The House race in Arizona between Democrat Kryten Sinema and her GOP challenger Martha McSally, the Governor’s race in Georgia between former GOP Secretary of State Brian Kemp and his Democrat challenger Stacey Abrams, and the madness again in Florida — land of the 2000 presidential election hanging chads — all looks very familiar, even to people who’s kneejerk reaction to allegations of electoral malfeasance is to scream, “conspiracy theorist!”
Florida is, of course, the worst offender, as the Daily Caller reminds us in an op-ed Sunday:
In 2000 just a few hundred votes separated the two presidential candidates in Florida and chaos ensued. The American Civil Rights Union (ACRU) filed an amicus brief with the Supreme Court that helped guide its decision to force election officials to follow the law.
Yet 18 years later the state’s electoral process remains broken. The current Broward supervisor of elections, Brenda Snipes, was appointed in 2003 to fix an office beset with problems — the year before it failed to open the polls on time. Yet Snipes has done little better. A former elections inspector, Benjamin Bennett, complained that “Every election there is a snafu of some type.” Noted the Naples News: “it’s not unusual for Democrat Brenda Snipes, the head of Broward County’s election office, to find herself facing questions about bungled elections.”

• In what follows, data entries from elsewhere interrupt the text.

// ============================================================================
// Hasher
// ============================================================================

/// Hashing primitive used by the credential flows
pub trait SecretHasher: Send + Sync {
    fn hash(&self, secret: &ClearTextPassword) -> Result<HashedPassword, PasswordHashError>;

    /// Constant-time verification; malformed hashes never verify
    fn verify(&self, secret: &ClearTextPassword, hashed: &HashedPassword) -> bool;

    /// True when `hashed` was produced with other parameters than the
    /// current ones
    fn needs_rehash(&self, hashed: &HashedPassword) -> bool;
}

/// Argon2id hasher with an optional pepper
///
/// ## Examples
/// ```rust
/// use platform::password::{Argon2Hasher, ClearTextPassword, SecretHasher};
///
/// let hasher = Argon2Hasher::new(Some(b"pepper".to_vec()));
/// let password = ClearTextPassword::new("correct horse battery".to_string()).unwrap();
/// let hashed = hasher.hash(&password).unwrap();
/// assert!(hasher.verify(&password, &hashed));
/// ```
#[derive(Clone)]
pub struct Argon2Hasher {
    pepper: Option<Zeroizing<Vec<u8>>>,
    params: Params,
}

impl Argon2Hasher {
    /// OWASP recommended parameters: m=19456 (19 MiB), t=2, p=1
    pub fn new(pepper: Option<Vec<u8>>) -> Self {
        Self {
            pepper: pepper.map(Zeroizing::new),
            params: Params::default(),
        }
    }

    /// Custom cost parameters (cheap parameters keep test suites fast)
    pub fn with_params(
        pepper: Option<Vec<u8>>,
        m_cost: u32,
        t_cost: u32,
        p_cost: u32,
    ) -> Result<Self, PasswordHashError> {
        let params = Params::new(m_cost, t_cost, p_cost, None)
            .map_err(|e| PasswordHashError::InvalidParams(e.to_string()))?;
        Ok(Self {
            pepper: pepper.map(Zeroizing::new),
            params,
        })
    }

    fn argon2(&self) -> Argon2<'static> {
        Argon2::new(Algorithm::Argon2id, Version::V0x13, self.params.clone())
    }

    /// Password bytes followed by the pepper
    fn peppered(&self, secret: &ClearTextPassword) -> Zeroizing<Vec<u8>> {
        let mut combined = Zeroizing::new(secret.as_bytes().to_vec());
        if let Some(pepper) = &self.pepper {
            combined.extend_from_slice(pepper);
        }
        combined
    }
}

impl fmt::Debug for Argon2Hasher {
    fn fmt(&self, f: &mut fmt::Formatter<'_>) -> fmt::Result {
        f.debug_struct("Argon2Hasher")
            .field("pepper", &self.pepper.as_ref().map(|_| "[REDACTED]"))
            .field("m_cost", &self.params.m_cost())
            .field("t_cost", &self.params.t_cost())
            .field("p_cost", &self.params.p_cost())
            .finish()
    }
}

impl SecretHasher for Argon2Hasher {
    fn hash(&self, secret: &ClearTextPassword) -> Result<HashedPassword, PasswordHashError> {
        // Random salt (128 bits)
        let salt = SaltString::generate(OsRng);

        let hash = self
            .argon2()
            .hash_password(&self.peppered(secret), &salt)
            .map_err(|e| PasswordHashError::HashingFailed(e.to_string()))?;

        Ok(HashedPassword {
            hash: hash.to_string(),
        })
    }

    fn verify(&self, secret: &ClearTextPassword, hashed: &HashedPassword) -> bool {
        let Ok(parsed) = PasswordHash::new(&hashed.hash) else {
            return false;
        };

        // Parameters come from the PHC string; comparison is constant-time
        self.argon2()
            .verify_password(&self.peppered(secret), &parsed)
            .is_ok()
    }

    fn needs_rehash(&self, hashed: &HashedPassword) -> bool {
        let Ok(parsed) = PasswordHash::new(&hashed.hash) else {
            return true;
        };

        if parsed.algorithm != Algorithm::Argon2id.ident() {
            return true;
        }

        match Params::try_from(&parsed) {
            Ok(params) => {
                params.m_cost() != self.params.m_cost()
                    || params.t_cost() != self.params.t_cost()
                    || params.p_cost() != self.params.p_cost()
            }
            Err(_) => true,
        }
    }
}

// ============================================================================
// Helper Functions
// ============================================================================

/// Check for common weak patterns
fn is_common_pattern(password: &str) -> bool {
    let lower = password.to_lowercase();

    // All same character (e.g., "aaaaaaaa")
    let mut chars = lower.chars();
    if let Some(first) = chars.next() {
        if chars.all(|c| c == first) {
            return true;
        }
    }

    if is_sequential_numbers(&lower) {
        return true;
    }

    const KEYBOARD_PATTERNS: &[&str] = &[
        "qwerty",
        "qwertyuiop",
        "asdfgh",
        "asdfghjkl",
        "zxcvbn",
        "qazwsx",
        "1qaz2wsx",
    ];

    if KEYBOARD_PATTERNS.iter().any(|p| lower.contains(p)) {
        return true;
    }

    const COMMON_PASSWORDS: &[&str] = &[
        "password",
        "password1",
        "password123",
        "12345678",
        "123456789",
        "1234567890",
        "abcdefgh",
        "letmein",
        "welcome",
        "admin123",
        "iloveyou",
        "sunshine",
        "princess",
        "football",
        "monkey",
        "shadow",
        "master",
        "dragon",
        "baseball",
        "michael",
        "trustno1",
    ];

    COMMON_PASSWORDS.contains(&lower.as_str())
}

/// Check if string is sequential numbers
fn is_sequential_numbers(s: &str) -> bool {
    let digits: Vec<u32> = s.chars().filter_map(|c| c.to_digit(10)).collect();

    if digits.len() < 4 || digits.len() != s.chars().count() {
        return false;
    }

    let is_ascending = digits
        .windows(2)
        .all(|w| w[1] == w[0] + 1 || (w[0] == 9 && w[1] == 0));

    let is_descending = digits
        .windows(2)
        .all(|w| w[0] == w[1] + 1 || (w[0] == 0 && w[1] == 9));

    is_ascending || is_descending
}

In the 2004 presidential election thousands of Broward absentee ballots disappeared. Her office transported them in private cars without observers and opened absentee ballots in private. Two years ago, the office was placed under state supervision after it violated both state and federal law by destroying ballots subject to a lawsuit.
Now comes word that a young Broward County election employee filed a sworn affidavit back in 2016 saying she witnessed other employees of the Broward County Supervisor of Elections Office (SOE) filling out blank ballots — essentially casting fraudulent votes. (affidavit included)
— Lynda Laurisstevor (@PepsiYourTeeth) November 10, 2018
In Georgia, Stacey Abrams is filing a lawsuit alleging that there are missing provisional ballots that she’s just super certain would be for her if only they could be found somewhere (maybe in a box in a back room at Broward County SEO).
Sinema in Arizona looks to have already won her race.
But no Republican dare accuse anyone affiliated with the circumstances surrounding these odd races of not acting with integrity because if you believe elections can be tampered with you’re a nutter. Period. In fact, Rick Hasen, who will tow those progressive party lines in violation of logic even despite his sizable intellect, wrote a piece for Slate that shows exactly what happens in the aftermath of these kind of hinky goings on: projection on steroids.
— Rick Hasen (@rickhasen) November 12, 2018
Got that? Republicans “might be able to ignore an unfavorable 202o outcome”. Hasen is fascinating because he’s not lying when he writes the following:
The current controversies in Florida laid bare the continued basic problems in election administration that first became evident during the disputed 2000 presidential election, leading to a recount in Florida, which twice ended up before the U.S. Supreme Court. The same pathologies I wrote about in my 2012 book, The Voting Wars, have been laid bare once again: highly decentralized election administration, with some election administrators, especially in big Democratic cities, underfunded and occasionally lacking in basic competence; partisanship in the administration of elections; poor ballot design and aging voting machinery; and poorly written electoral laws that allow for lawsuits aimed at changing the results in razor-thin elections.
The problems are being laid bare, and we did see the beginnings of them in the 2000 election in Florida. And his litany of problems with elections are also all true.
What he fails to point out, however, is that these problems have all been exploited in the past by those who sought to rig the results of an election. He’s worried Trump might do it in 2020. If he ever did (and I doubt he would), he would have learned from the best: the American progressive.